Warnock’s victory can be partially credited to Stacey Abrams, a black woman who lost her bid for the 2018 Georgia gubernatorial election which had been marked by accusations of voter suppression. She went on to found Fair Fight Action to address voter suppression. Abrams tireless organizing efforts have been widely credited with boosting turnout and making possible the election of the first black man in Georgia to the U.S. Congress. In response, a huge outpouring posted congratulations - “Black women saved our republic,” “Stacey Abrams is a hero,” and “THANK YOU BLACK WOMEN.”
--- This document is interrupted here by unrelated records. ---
//! `scheme://host/path` view of a raw string
//!
//! Only `http://` and `https://` are recognized. Detection is a plain substring search, so a prefix does not have to
//! be at the start of the string. Everything after the host (query, fragment, ...) is treated as part of the path.

const HTTP: &str = "http://";
const HTTPS: &str = "https://";

/// Does `raw` contain a recognized scheme prefix
pub fn looks_like_url(raw: &str) -> bool {
    raw.contains(HTTP) || raw.contains(HTTPS)
}

#[derive(Debug, Clone, Copy, PartialEq, Eq)]
pub enum Scheme {
    Http,
    Https,
}

impl Scheme {
    /// `http://` is checked before `https://`
    fn detect(raw: &str) -> Option<Scheme> {
        if raw.contains(HTTP) {
            return Some(Scheme::Http);
        }

        if raw.contains(HTTPS) {
            return Some(Scheme::Https);
        }

        None
    }

    fn prefix(self) -> &'static str {
        match self {
            Scheme::Http => HTTP,
            Scheme::Https => HTTPS,
        }
    }

    pub fn as_str(self) -> &'static str {
        match self {
            Scheme::Http => "http",
            Scheme::Https => "https",
        }
    }
}

/// A raw string split into scheme, host and path on demand
#[derive(Debug, Clone, PartialEq, Eq)]
pub struct UrlValue {
    raw: String,
}

impl UrlValue {
    /// Never fails, an empty `raw` gives the empty value
    pub fn parse(raw: impl Into<String>) -> Self {
        Self { raw: raw.into() }
    }

    pub fn is_empty(&self) -> bool {
        self.raw.is_empty()
    }

    pub fn as_str(&self) -> &str {
        &self.raw
    }

    /// The raw string with exactly one occurrence of the detected scheme prefix removed
    pub fn without_scheme(&self) -> String {
        match Scheme::detect(&self.raw) {
            Some(scheme) => self.raw.replacen(scheme.prefix(), "", 1),
            None => self.raw.clone(),
        }
    }

    pub fn hostname(&self) -> String {
        let without_scheme = self.without_scheme();
        match without_scheme.find('/') {
            Some(index) => without_scheme[..index].to_string(),
            None => without_scheme,
        }
    }

    /// Everything from the first `/` after the scheme, or the empty string
    pub fn path(&self) -> String {
        let without_scheme = self.without_scheme();
        match without_scheme.find('/') {
            Some(index) => without_scheme[index..].to_string(),
            None => String::new(),
        }
    }

    /// `"http"` or `"https"`
    ///
    /// Falls back to `"http"` for a non-empty string without any recognized prefix.
    pub fn scheme(&self) -> &'static str {
        if self.is_empty() {
            return "";
        }

        Scheme::detect(&self.raw).unwrap_or(Scheme::Http).as_str()
    }

    /// Scheme and host of `origin` followed by the path of `self`
    pub fn rebase(&self, origin: &UrlValue) -> String {
        format!("{}://{}{}", origin.scheme(), origin.hostname(), self.path())
    }
}

impl std::fmt::Display for UrlValue {
    fn fmt(&self, f: &mut std::fmt::Formatter<'_>) -> std::fmt::Result {
        write!(f, "{}://{}{}", self.scheme(), self.hostname(), self.path())
    }
}

#[cfg(test)]
mod test {
    use super::*;
    use pretty_assertions::assert_eq;

    #[test]
    fn split() {
        let url = UrlValue::parse("https://api.example.com/v1/users?page=2");
        assert_eq!(url.scheme(), "https");
        assert_eq!(url.without_scheme(), "api.example.com/v1/users?page=2");
        assert_eq!(url.hostname(), "api.example.com");
        assert_eq!(url.path(), "/v1/users?page=2");
    }

    #[test]
    fn no_path() {
        let url = UrlValue::parse("http://localhost:8080");
        assert_eq!(url.scheme(), "http");
        assert_eq!(url.hostname(), "localhost:8080");
        assert_eq!(url.path(), "");
        assert_eq!(url.to_string(), "http://localhost:8080");
    }

    #[test]
    fn empty() {
        let url = UrlValue::parse("");
        assert!(url.is_empty());
        assert_eq!(url.scheme(), "");
        assert_eq!(url.without_scheme(), "");
        assert_eq!(url.hostname(), "");
        assert_eq!(url.path(), "");
    }

    #[test]
    fn no_scheme_defaults_to_http() {
        let url = UrlValue::parse("example.com/index.html");
        assert_eq!(url.scheme(), "http");
        assert_eq!(url.without_scheme(), "example.com/index.html");
        assert_eq!(url.hostname(), "example.com");
        assert_eq!(url.path(), "/index.html");
    }

    #[test]
    fn http_is_checked_first() {
        let url = UrlValue::parse("https://proxy.example/?target=http://inner.example");
        assert_eq!(url.scheme(), "http");
        assert_eq!(url.without_scheme(), "https://proxy.example/?target=inner.example");
    }

    #[test]
    fn prefix_does_not_need_to_lead() {
        let url = UrlValue::parse("see http://docs.example/start");
        assert_eq!(url.without_scheme(), "see docs.example/start");
        assert_eq!(url.hostname(), "see docs.example");
        assert_eq!(url.path(), "/start");
    }

    #[test]
    fn rebase_keeps_own_path() {
        let current = UrlValue::parse("https://old-host.example/foo/bar?x=1");
        let origin = UrlValue::parse("http://new-host.example");
        assert_eq!(current.rebase(&origin), "http://new-host.example/foo/bar?x=1");
    }

    #[test]
    fn looks_like_url_needs_a_full_prefix() {
        assert!(looks_like_url("https://a"));
        assert!(looks_like_url("xhttp://a"));
        assert!(!looks_like_url("http:/a"));
        assert!(!looks_like_url("hello world"));
        assert!(!looks_like_url(""));
    }
}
1921 - Tulsa, Oklahoma was the site of one of the most vicious acts of
racial violence in U.S. history. An angry white mob attacked homes and
businesses in a thriving community known as “Black Wall Street,” killing
some 300 people and leaving thousands homeless. White resentment exploded into
two days of epic terror, wiping the most prosperous black communities off the
map, and for years afterwards there was a concerted effort to erase that history from news
archives and history books. Only recently Tulsa has tried to confront those
days of terror by examining its lingering impact by belatedly
addressing the racial bitterness toward black financial success that led white
people to burn a prosperous Oklahoma community to the ground. White violence
against black aspiration occurred elsewhere: Rosewood, Fla., in 1923;
Springfield, Ill., in 1908; and Elaine, Ark., in 1919. It happened after both
world wars to returning black servicemen, whose military rank and training
conflicted with America’s subordinate station for black men. Even today some
white people feel discomfort when black people are perceived to have
risen “above their station,” like a black President of the United States. Reference: “The
Diabolical Irony of Trump’s Decision to Speak in Tulsa,” the Washington
Post, June 14, 2020 by Michele L. Norris.
October 7,
1948: Strom Thurmond (1902 –
2003) a South Carolina U.S. Senator addressed a large crowd inside UVA’s Cabell
Hall. In a bitter rant against President Harry Truman’s civil rights program to
ban lynching and protection against racial discrimination, Thurmond thundered that
Truman’s legislation would “undermine the American way of life.” He warned
that he and his fellow Dixiecrats offered “the only genuine obstacle to the
rise of socialism or communism in America.” He was repeatedly interrupted
by applause and standing ovations. Thurmond’s extremist views began making their
way through southern cities connecting civil rights to a Red Communist plot
against America with blacks being used as pawns to advance this ideology.
Nearly seventy years later in 2017, only a few feet away from where Thurmond
had issued his hate-filled speech, hundreds of Klansmen and other far-right
extremists carried on with Thurmond's divisive rhetoric at the "Unite the Right" rally. This time there was
pushback from crowds that had had enough of speech designed to tear the nation apart
and degrade blacks (see article below - August 2017, Charlottesville, Virginia, Unite the Right rally).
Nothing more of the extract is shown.